Over the last few months I have written about Missional Leadership
, and Portfolio Church
. However one of the greatest challenges for Church of England parishes is good governance. What follows must be contextually realised - there is a huge difference between a country parish and an estate parish. However here is stuff that I have seen work, and often discovered by accident.
If you have a ministry team (lay and ordained) then meet and pray on a regular basis. If you are multi-parish then celebrate the Eucharist together.
In theory every volunteer in a church should have a job description. But to start with it is important that at least key roles do. Especially Church Wardens, Readers and Lay Ministers. There is no off the shelf answer to what they should include. Church Wardens in particular have diverse roles and skills. However a lot of difficulty can be avoided if people have shared expectations. It should go without saying that the key officer roles in a church should have an expectation of christian commitment and discipleship. Not just Wardens (who are required to be able to lead worship in a crisis), but Treasurer, PCC Secretary, Vice Chair, Deanery Synod Representatives, and others. This can be expressed in a simple grid
that looks like this:
The advantage of having a form that applies across the church family with the same expectations.

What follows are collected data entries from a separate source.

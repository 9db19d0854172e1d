//! User model and related types

use std::fmt;

use serde::{Deserialize, Serialize};
use validator::Validate;

use super::EntityId;

/// User as returned by the backend
#[derive(Debug, Clone, PartialEq, Serialize, Deserialize)]
pub struct User {
    pub id: EntityId,
    pub name: String,
    #[serde(default)]
    pub email: String,
    #[serde(default)]
    pub is_admin: bool,
}

/// Registration request, also used by admins to add accounts
#[derive(Clone, Serialize, Validate)]
pub struct NewUser {
    #[validate(length(min = 1, message = "Name is required"))]
    pub name: String,
    #[validate(email(message = "A valid email address is required"))]
    pub email: String,
    #[validate(length(min = 1, message = "Password is required"))]
    pub password: String,
    pub is_admin: bool,
}

impl NewUser {
    pub fn new(
        name: impl Into<String>,
        email: impl Into<String>,
        password: impl Into<String>,
        is_admin: bool,
    ) -> Self {
        Self {
            name: name.into().trim().to_string(),
            email: email.into().trim().to_string(),
            password: password.into(),
            is_admin,
        }
    }
}

impl fmt::Debug for NewUser {
    fn fmt(&self, f: &mut fmt::Formatter<'_>) -> fmt::Result {
        f.debug_struct("NewUser")
            .field("name", &self.name)
            .field("email", &self.email)
            .field("password", &"********")
            .field("is_admin", &self.is_admin)
            .finish()
    }
}

/// Admin edit of an existing user
#[derive(Debug, Clone, Serialize, Validate)]
pub struct UserUpdate {
    #[validate(length(min = 1, message = "Name is required"))]
    pub name: String,
    pub is_admin: bool,
}

impl UserUpdate {
    pub fn new(name: impl Into<String>, is_admin: bool) -> Self {
        Self {
            name: name.into().trim().to_string(),
            is_admin,
        }
    }
}

/// Login endpoint response
#[derive(Clone, Deserialize)]
pub struct TokenResponse {
    pub access_token: String,
    #[serde(default)]
    pub token_type: Option<String>,
}

/// Books currently borrowed by a user
#[derive(Debug, Clone, PartialEq, Deserialize)]
pub struct UserBooks {
    pub user_id: EntityId,
    #[serde(default)]
    pub books: Vec<EntityId>,
}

A Standing Committee can be more than an occasional group required to make emergency decisions. Instead of monthly Church Wardens Meetings a broader Standing Committee is more representative and can do significant work on projects before options are presented to a PCC for a decision. A good Standing Committee could include one other representative of a ministry team than the Vicar (a Reader for example), Wardens, Treasurer, PCC Secretary, a Deanery Synod representative as well as others from the PCC. The important thing is avoid only a small number of people in the church (Wardens and Vicar typically) having to keep on top of everything that is going on. Such a group gives the opportunity to mentor future Wardens, and for everyone to share power and responsibility.
PCCs are democratically appointed. However PCCs themselves have a responsibility to encourage people to stand who will ensure all sections, congregations and generations of the church are represented. Timed agendas, a regularly updated Mission Action Plan (with space to acknowledge failures) and time for prayer are all simple components of a successful PCC.
If your PCC meets every month, but spends half the time talking about the Hall, Roof or Toddler Group then you would probably be better off with a subcommittee. But the important thing is not to end up doing both. Have the PCC every other month and the subcommittee(s) in between.
As well as formal Subcommittees with delegated power from the PCC you can create groups with a focus on a particular aspect of church life. These groups can be open to anyone in the congregation, and need not be permanent - they can last for a season. Action groups need to do as well as talk (the same can be said for some subcommittees): A Worship Action Group can talk about all worship, but should take responsibility for particular services. A Mission Action Group should run mission events.